Design of small peptidomimetic HIV-1 protease inhibitors and prodrug forms

The human immunodeficiency virus (HIV) contains an aspartic protease known to be essential for retroviral maturation and replication. Based on the transition state for substrate processing, we designed and synthesized a novel class of HIV-1 protease inhibitors containing an unnatural amino acid, allophenylnorstatine (i.e. (2S, 3S)-3-amino-2-hydroxy-4-phenylbutyric acid), with a hydroxymethylcarbonyl (HMC) isostere. The stereochemistry of the hydroxyl group was important for enzyme inhibition and the HMC group interacted efficiently with the aspartic acid carboxyl groups of the HIV-1 protease active site in essentially the same hydrogen bonding mode as the transition state.

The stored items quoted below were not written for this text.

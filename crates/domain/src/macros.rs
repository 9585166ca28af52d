/// UUID v7 ベースの ID 型を定義する宣言型マクロ
///
/// 以下のボイラープレートを一括生成する:
/// - Newtype 構造体（`Uuid` をラップ）
/// - `derive(Debug, Clone, PartialEq, Eq, Hash, Serialize, Deserialize, Display)`
/// - `new()`: UUID v7 を生成
/// - `from_uuid()`: 既存 UUID から復元
/// - `as_uuid()`: 内部 UUID への参照
/// - `Default` impl（`new()` に委譲）
///
/// # 使用例
///
/// ```rust
/// use mediflow_domain::clinic::ClinicId;
/// use uuid::Uuid;
///
/// let id = ClinicId::new();
/// let uuid = id.as_uuid();
/// let restored = ClinicId::from_uuid(*uuid);
/// assert_eq!(id, restored);
/// ```
macro_rules! define_uuid_id {
    (
        $(#[$meta:meta])*
        $vis:vis struct $Name:ident;
    ) => {
        $(#[$meta])*
        #[derive(
            Debug, Clone, PartialEq, Eq, Hash,
            serde::Serialize, serde::Deserialize,
            derive_more::Display,
        )]
        #[display("{_0}")]
        $vis struct $Name(uuid::Uuid);

        impl $Name {
            /// 新しい ID を生成する（UUID v7）
            pub fn new() -> Self {
                Self(uuid::Uuid::now_v7())
            }

            /// 既存の UUID から ID を作成する
            pub fn from_uuid(uuid: uuid::Uuid) -> Self {
                Self(uuid)
            }

            /// 内部の UUID 参照を取得する
            pub fn as_uuid(&self) -> &uuid::Uuid {
                &self.0
            }
        }

        impl Default for $Name {
            fn default() -> Self {
                Self::new()
            }
        }
    };
}

/// バリデーション付き String Newtype の共通メソッドを生成する内部マクロ
///
/// `define_validated_string!` の PII / 非 PII 両アームで共有される
/// `new()`, `as_str()`, `into_string()` を一括生成する。
macro_rules! _validated_string_common {
    ($Name:ident, $label:expr, $max_length:expr) => {
        impl $Name {
            pub fn new(value: impl Into<String>) -> Result<Self, $crate::DomainError> {
                let value = value.into().trim().to_string();

                if value.is_empty() {
                    return Err($crate::DomainError::Validation(format!(
                        "{}は必須です",
                        $label
                    )));
                }

                if value.chars().count() > $max_length {
                    return Err($crate::DomainError::Validation(format!(
                        "{}は {} 文字以内である必要があります",
                        $label, $max_length
                    )));
                }

                Ok(Self(value))
            }

            /// 文字列参照を取得する
            pub fn as_str(&self) -> &str {
                &self.0
            }

            /// 所有権を持つ文字列に変換する
            pub fn into_string(self) -> String {
                self.0
            }
        }
    };
}

/// バリデーション付き String Newtype を定義する宣言型マクロ
///
/// 以下のボイラープレートを一括生成する:
/// - Newtype 構造体（`String` をラップ）
/// - `new()`: trim + 空チェック + 最大長チェック
/// - `as_str()`: 文字列参照
/// - `into_string()`: 所有権を持つ文字列に変換
///
/// # PII モード
///
/// `pii: true` を指定すると PII 保護モードになる:
/// - `Debug` 出力を `[REDACTED]` にマスクする
/// - `Display` impl を生成しない（平文出力を防止）
///
/// `pii` を指定しない場合（デフォルト）:
/// - `derive(Debug)` で通常の Debug 出力
/// - `Display` impl を生成（平文出力）
///
/// # 引数
///
/// - `$label`: エラーメッセージに使うラベル（例: `"ドクター名"`）
/// - `$max_length`: 最大文字数（`chars().count()` でカウント）
/// - `pii`: （任意）`true` を指定すると PII 保護モード
macro_rules! define_validated_string {
    // PII アーム: Debug をマスク、Display を生成しない
    (
        $(#[$meta:meta])*
        $vis:vis struct $Name:ident {
            label: $label:expr,
            max_length: $max_length:expr,
            pii: true $(,)?
        }
    ) => {
        $(#[$meta])*
        #[derive(
            Clone, PartialEq, Eq,
            serde::Serialize, serde::Deserialize,
        )]
        $vis struct $Name(String);

        impl std::fmt::Debug for $Name {
            fn fmt(&self, f: &mut std::fmt::Formatter<'_>) -> std::fmt::Result {
                f.debug_tuple(stringify!($Name)).field(&$crate::REDACTED).finish()
            }
        }

        _validated_string_common!($Name, $label, $max_length);
    };
    // 非 PII アーム: derive(Debug) + Display 生成
    (
        $(#[$meta:meta])*
        $vis:vis struct $Name:ident {
            label: $label:expr,
            max_length: $max_length:expr $(,)?
        }
    ) => {
        $(#[$meta])*
        #[derive(
            Debug, Clone, PartialEq, Eq,
            serde::Serialize, serde::Deserialize,
        )]
        $vis struct $Name(String);

        _validated_string_common!($Name, $label, $max_length);

        impl std::fmt::Display for $Name {
            fn fmt(&self, f: &mut std::fmt::Formatter<'_>) -> std::fmt::Result {
                write!(f, "{}", self.0)
            }
        }
    };
}
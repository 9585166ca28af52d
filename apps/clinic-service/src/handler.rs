//! # HTTP リクエストハンドラ
//!
//! axum のルートに対応するハンドラ関数を定義する。
//!
//! ## 設計方針
//!
//! - 各ハンドラはサブモジュールに配置
//! - 親モジュール（この `handler.rs`）で re-export し、フラットな API を提供
//! - ハンドラは薄く保ち、ビジネスロジックはユースケース層に委譲
//! - リクエスト DTO は `deny_unknown_fields` で許可フィールドを閉じる

pub mod health;
pub mod profile;
pub mod reservation;

pub use health::health_check;
pub use profile::{
    ProfileState,
    get_profile,
    update_email,
    update_password,
    update_profile,
    upload_profile_photo,
};
pub use reservation::{
    ReservationState,
    count_reservations,
    delete_reservation,
    get_reservation,
    list_doctors,
    list_payment_reservations,
    list_reservations,
    record_payment,
    update_reservation,
    update_reservation_with_patient,
    update_status,
    upload_reservation_photo,
};
//! # ReservationRepository
//!
//! 予約の永続化を担当するリポジトリ。
//!
//! ## 設計方針
//!
//! - **クリニック分離**: 一覧・集計クエリは必ずクリニック ID でスコープする
//! - **楽観的ロック**: 更新は `WHERE version = $expected` の
//!   compare-and-swap で行い、競合を検出する
//! - **フラットレコード復元**: 行は [`ReservationRecord`] に詰め替え、
//!   `Reservation::from_db()` で不変条件を検証してから返す

use async_trait::async_trait;
use chrono::{DateTime, Utc};
use mediflow_domain::{
    clinic::ClinicId,
    doctor::DoctorId,
    reservation::{
        PaymentMethod,
        Reservation,
        ReservationId,
        ReservationRecord,
        ReservationStatus,
    },
    user::UserId,
    value_objects::{PatientName, PaymentAmount, Version},
};
use sqlx::{PgPool, Postgres, QueryBuilder, Row as _, postgres::PgRow};
use uuid::Uuid;

use crate::{db::TxContext, error::InfraError};

/// 予約一覧の絞り込み条件
///
/// `clinic_id` 以外はすべて任意。`None` の条件は適用しない。
#[derive(Debug, Clone)]
pub struct ReservationFilter {
    /// 対象クリニック（必須）
    pub clinic_id:       ClinicId,
    /// 担当ドクターで絞り込む
    pub doctor_id:       Option<DoctorId>,
    /// ステータスで絞り込む
    pub status:          Option<ReservationStatus>,
    /// 予約確定フラグで絞り込む（支払い一覧は `Some(true)` を指定する）
    pub confirmed:       Option<bool>,
    /// 診療予定日時の下限
    pub scheduled_from:  Option<DateTime<Utc>>,
    /// 診療予定日時の上限
    pub scheduled_until: Option<DateTime<Utc>>,
}

impl ReservationFilter {
    /// クリニックのみで絞り込むフィルタを作成する
    pub fn for_clinic(clinic_id: ClinicId) -> Self {
        Self {
            clinic_id,
            doctor_id: None,
            status: None,
            confirmed: None,
            scheduled_from: None,
            scheduled_until: None,
        }
    }
}

/// ページネーション指定
///
/// ページ番号は 1 始まり。1 ページあたりの件数は 1〜100 に丸める。
#[derive(Debug, Clone, Copy)]
pub struct PageRequest {
    page:     u32,
    per_page: u32,
}

impl PageRequest {
    /// 1 ページあたりのデフォルト件数
    pub const DEFAULT_PER_PAGE: u32 = 20;
    /// 1 ページあたりの最大件数
    pub const MAX_PER_PAGE: u32 = 100;

    /// ページネーション指定を作成する
    ///
    /// 範囲外の値は有効範囲に丸める（エラーにはしない）。
    pub fn new(page: Option<u32>, per_page: Option<u32>) -> Self {
        Self {
            page:     page.unwrap_or(1).max(1),
            per_page: per_page
                .unwrap_or(Self::DEFAULT_PER_PAGE)
                .clamp(1, Self::MAX_PER_PAGE),
        }
    }

    pub fn page(&self) -> u32 {
        self.page
    }

    pub fn per_page(&self) -> u32 {
        self.per_page
    }

    /// SQL の LIMIT 値
    pub fn limit(&self) -> i64 {
        i64::from(self.per_page)
    }

    /// SQL の OFFSET 値
    pub fn offset(&self) -> i64 {
        i64::from(self.page - 1) * i64::from(self.per_page)
    }
}

impl Default for PageRequest {
    fn default() -> Self {
        Self::new(None, None)
    }
}

/// クリニック単位の予約件数サマリ
///
/// ダッシュボードの一覧画面に表示する集計値。
#[derive(Debug, Clone, Copy, Default, PartialEq, Eq)]
pub struct ReservationCountSummary {
    pub total:       i64,
    pub pending:     i64,
    pub confirmed:   i64,
    pub in_progress: i64,
    pub completed:   i64,
    pub cancelled:   i64,
}

/// 予約リポジトリトレイト
///
/// 予約の永続化操作を定義する。予約の新規作成は外部の予約受付フローが
/// 担当するため、このトレイトには含まれない。
#[async_trait]
pub trait ReservationRepository: Send + Sync {
    /// ID で予約を取得する
    ///
    /// # 戻り値
    ///
    /// - `Ok(Some(reservation))`: 予約が見つかった場合
    /// - `Ok(None)`: 予約が見つからない場合
    /// - `Err(_)`: データベースエラー
    async fn find_by_id(&self, id: &ReservationId) -> Result<Option<Reservation>, InfraError>;

    /// バージョンチェック付きで予約を更新する
    ///
    /// DB 上の version が `expected_version` と一致する場合のみ更新する。
    /// 一致しない場合は `InfraErrorKind::Conflict` を返す。
    ///
    /// # 引数
    ///
    /// - `reservation`: 更新後の予約（version はインクリメント済み）
    /// - `expected_version`: 読み取り時点の version
    /// - `tx`: トランザクションコンテキスト
    async fn update_with_version_check(
        &self,
        reservation: &Reservation,
        expected_version: Version,
        tx: &mut TxContext,
    ) -> Result<(), InfraError>;

    /// 予約を削除する
    async fn delete(&self, id: &ReservationId, tx: &mut TxContext) -> Result<(), InfraError>;

    /// 条件に一致する予約の一覧と総件数を取得する
    ///
    /// 診療予定日時の降順で返す。
    async fn list(
        &self,
        filter: &ReservationFilter,
        page: PageRequest,
    ) -> Result<(Vec<Reservation>, u64), InfraError>;

    /// クリニック単位の件数サマリを取得する
    async fn count_summary(
        &self,
        clinic_id: &ClinicId,
    ) -> Result<ReservationCountSummary, InfraError>;
}

/// PostgreSQL 実装の ReservationRepository
#[derive(Debug, Clone)]
pub struct PostgresReservationRepository {
    pool: PgPool,
}

impl PostgresReservationRepository {
    /// 新しいリポジトリインスタンスを作成する
    pub fn new(pool: PgPool) -> Self {
        Self { pool }
    }
}

const RESERVATION_COLUMNS: &str = "\
    id, clinic_id, doctor_id, patient_id, scheduled_at, \
    status, confirmed, complaint, memo, patient_name, patient_phone, \
    payment_amount, payment_method, paid, paid_at, \
    version, created_at, updated_at";

/// DB の行を `Reservation` に復元する
///
/// ステータス等の文字列カラムはドメインの `FromStr` で検証する。
/// 検証に失敗する行はデータ破損とみなし `Unexpected` を返す。
fn row_to_reservation(row: &PgRow) -> Result<Reservation, InfraError> {
    let status = row
        .try_get::<String, _>("status")?
        .parse::<ReservationStatus>()
        .map_err(|e| InfraError::unexpected(e.to_string()))?;

    let payment_method = row
        .try_get::<Option<String>, _>("payment_method")?
        .map(|m| m.parse::<PaymentMethod>())
        .transpose()
        .map_err(|e| InfraError::unexpected(e.to_string()))?;

    let payment_amount = row
        .try_get::<Option<i64>, _>("payment_amount")?
        .map(PaymentAmount::new)
        .transpose()
        .map_err(|e| InfraError::unexpected(e.to_string()))?;

    let patient_name = row
        .try_get::<Option<String>, _>("patient_name")?
        .map(PatientName::new)
        .transpose()
        .map_err(|e| InfraError::unexpected(e.to_string()))?;

    let version = Version::try_from(row.try_get::<i32, _>("version")?)
        .map_err(|e| InfraError::unexpected(e.to_string()))?;

    let reservation = Reservation::from_db(ReservationRecord {
        id: ReservationId::from_uuid(row.try_get::<Uuid, _>("id")?),
        clinic_id: ClinicId::from_uuid(row.try_get::<Uuid, _>("clinic_id")?),
        doctor_id: DoctorId::from_uuid(row.try_get::<Uuid, _>("doctor_id")?),
        patient_id: UserId::from_uuid(row.try_get::<Uuid, _>("patient_id")?),
        scheduled_at: row.try_get("scheduled_at")?,
        status,
        confirmed: row.try_get("confirmed")?,
        complaint: row.try_get("complaint")?,
        memo: row.try_get("memo")?,
        patient_name,
        patient_phone: row.try_get("patient_phone")?,
        payment_amount,
        payment_method,
        paid: row.try_get("paid")?,
        paid_at: row.try_get("paid_at")?,
        version,
        created_at: row.try_get("created_at")?,
        updated_at: row.try_get("updated_at")?,
    })
    .map_err(|e| InfraError::unexpected(e.to_string()))?;

    Ok(reservation)
}

/// フィルタ条件を WHERE 句として組み立てる
///
/// 一覧クエリと件数クエリで同じ条件を使うための共通化。
fn push_filter(builder: &mut QueryBuilder<'_, Postgres>, filter: &ReservationFilter) {
    builder.push(" WHERE clinic_id = ");
    builder.push_bind(*filter.clinic_id.as_uuid());

    if let Some(doctor_id) = &filter.doctor_id {
        builder.push(" AND doctor_id = ");
        builder.push_bind(*doctor_id.as_uuid());
    }
    if let Some(status) = filter.status {
        builder.push(" AND status = ");
        builder.push_bind(status.as_str());
    }
    if let Some(confirmed) = filter.confirmed {
        builder.push(" AND confirmed = ");
        builder.push_bind(confirmed);
    }
    if let Some(from) = filter.scheduled_from {
        builder.push(" AND scheduled_at >= ");
        builder.push_bind(from);
    }
    if let Some(until) = filter.scheduled_until {
        builder.push(" AND scheduled_at <= ");
        builder.push_bind(until);
    }
}

#[async_trait]
impl ReservationRepository for PostgresReservationRepository {
    async fn find_by_id(&self, id: &ReservationId) -> Result<Option<Reservation>, InfraError> {
        let row = sqlx::query(&format!(
            "SELECT {RESERVATION_COLUMNS} FROM reservations WHERE id = $1"
        ))
        .bind(id.as_uuid())
        .fetch_optional(&self.pool)
        .await?;

        row.as_ref().map(row_to_reservation).transpose()
    }

    async fn update_with_version_check(
        &self,
        reservation: &Reservation,
        expected_version: Version,
        tx: &mut TxContext,
    ) -> Result<(), InfraError> {
        let result = sqlx::query(
            r#"
            UPDATE reservations SET
                doctor_id = $1,
                scheduled_at = $2,
                status = $3,
                confirmed = $4,
                complaint = $5,
                memo = $6,
                patient_name = $7,
                patient_phone = $8,
                payment_amount = $9,
                payment_method = $10,
                paid = $11,
                paid_at = $12,
                version = $13,
                updated_at = $14
            WHERE id = $15 AND version = $16
            "#,
        )
        .bind(reservation.doctor_id().as_uuid())
        .bind(reservation.scheduled_at())
        .bind(reservation.status().as_str())
        .bind(reservation.confirmed())
        .bind(reservation.complaint())
        .bind(reservation.memo())
        .bind(reservation.patient_name().map(|n| n.as_str()))
        .bind(reservation.patient_phone())
        .bind(reservation.payment_amount().map(|a| a.as_i64()))
        .bind(reservation.payment_method().map(|m| m.as_str()))
        .bind(reservation.paid())
        .bind(reservation.paid_at())
        .bind(reservation.version().as_i32())
        .bind(reservation.updated_at())
        .bind(reservation.id().as_uuid())
        .bind(expected_version.as_i32())
        .execute(tx.conn())
        .await?;

        if result.rows_affected() == 0 {
            tracing::warn!(
                reservation_id = %reservation.id(),
                expected_version = expected_version.as_u32(),
                "予約の更新で楽観的ロック競合が発生しました"
            );
            return Err(InfraError::conflict(
                "Reservation",
                reservation.id().to_string(),
            ));
        }

        Ok(())
    }

    async fn delete(&self, id: &ReservationId, tx: &mut TxContext) -> Result<(), InfraError> {
        sqlx::query("DELETE FROM reservations WHERE id = $1")
            .bind(id.as_uuid())
            .execute(tx.conn())
            .await?;

        Ok(())
    }

    async fn list(
        &self,
        filter: &ReservationFilter,
        page: PageRequest,
    ) -> Result<(Vec<Reservation>, u64), InfraError> {
        let mut count_builder =
            QueryBuilder::<Postgres>::new("SELECT COUNT(*) FROM reservations");
        push_filter(&mut count_builder, filter);
        let total: i64 = count_builder
            .build()
            .fetch_one(&self.pool)
            .await?
            .try_get(0)?;

        let mut builder = QueryBuilder::<Postgres>::new(format!(
            "SELECT {RESERVATION_COLUMNS} FROM reservations"
        ));
        push_filter(&mut builder, filter);
        builder.push(" ORDER BY scheduled_at DESC LIMIT ");
        builder.push_bind(page.limit());
        builder.push(" OFFSET ");
        builder.push_bind(page.offset());

        let rows = builder.build().fetch_all(&self.pool).await?;
        let reservations = rows
            .iter()
            .map(row_to_reservation)
            .collect::<Result<Vec<_>, _>>()?;

        Ok((reservations, total as u64))
    }

    async fn count_summary(
        &self,
        clinic_id: &ClinicId,
    ) -> Result<ReservationCountSummary, InfraError> {
        let rows = sqlx::query(
            "SELECT status, COUNT(*) AS count FROM reservations WHERE clinic_id = $1 GROUP BY status",
        )
        .bind(clinic_id.as_uuid())
        .fetch_all(&self.pool)
        .await?;

        let mut summary = ReservationCountSummary::default();
        for row in rows {
            let status = row
                .try_get::<String, _>("status")?
                .parse::<ReservationStatus>()
                .map_err(|e| InfraError::unexpected(e.to_string()))?;
            let count: i64 = row.try_get("count")?;

            summary.total += count;
            match status {
                ReservationStatus::Pending => summary.pending += count,
                ReservationStatus::Confirmed => summary.confirmed += count,
                ReservationStatus::InProgress => summary.in_progress += count,
                ReservationStatus::Completed => summary.completed += count,
                ReservationStatus::Cancelled => summary.cancelled += count,
            }
        }

        Ok(summary)
    }
}

#[cfg(test)]
mod tests {
    use super::*;

    /// トレイトオブジェクトとして使用できることを確認
    #[test]
    fn test_トレイトはsendとsyncを実装している() {
        fn assert_send_sync<T: Send + Sync>() {}
        assert_send_sync::<Box<dyn ReservationRepository>>();
    }

    #[test]
    fn test_ページ指定は範囲外の値を丸める() {
        let page = PageRequest::new(Some(0), Some(1000));
        assert_eq!(page.page(), 1);
        assert_eq!(page.per_page(), PageRequest::MAX_PER_PAGE);
    }

    #[test]
    fn test_ページ指定のデフォルト値() {
        let page = PageRequest::default();
        assert_eq!(page.page(), 1);
        assert_eq!(page.per_page(), PageRequest::DEFAULT_PER_PAGE);
    }

    #[test]
    fn test_オフセットはページ番号から計算する() {
        let page = PageRequest::new(Some(3), Some(20));
        assert_eq!(page.offset(), 40);
        assert_eq!(page.limit(), 20);
    }
}
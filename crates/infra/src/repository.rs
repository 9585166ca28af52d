//! # リポジトリ
//!
//! ドメインエンティティの永続化を担当するリポジトリを定義する。
//!
//! ## 設計方針
//!
//! - **trait による抽象化**: ユースケース層は trait にのみ依存し、
//!   テストではインメモリモックに差し替える
//! - **書き込みは TxContext 必須**: 更新・削除メソッドは
//!   [`crate::db::TxContext`] を要求し、トランザクション外の書き込みを
//!   コンパイル時に排除する
//! - **読み取りはプール直結**: 参照系はトランザクションを要求しない

pub mod doctor_repository;
pub mod reservation_repository;
pub mod user_repository;

pub use doctor_repository::{DoctorRepository, PostgresDoctorRepository};
pub use reservation_repository::{
    PageRequest,
    PostgresReservationRepository,
    ReservationCountSummary,
    ReservationFilter,
    ReservationRepository,
};
pub use user_repository::{PostgresUserRepository, UserRepository};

Small dipeptide-based HIV-1 protease inhibitors containing the HMC isostere were studied. Since some of these inhibitors showed low solubility in water, we designed a novel class of ‘O→N intramolecular acyl migration’-type prodrugs of HIV-1 protease inhibitors for solubilization. Furthermore, we designed and synthesized a novel prodrug-type anti-HIV agent — the conjugate of a peptidomimetic HIV-1 protease inhibitor containing a free carboxylic acid with a nucleoside reverse transcriptase inhibitor. These studies may be useful in anti-HIV drug development.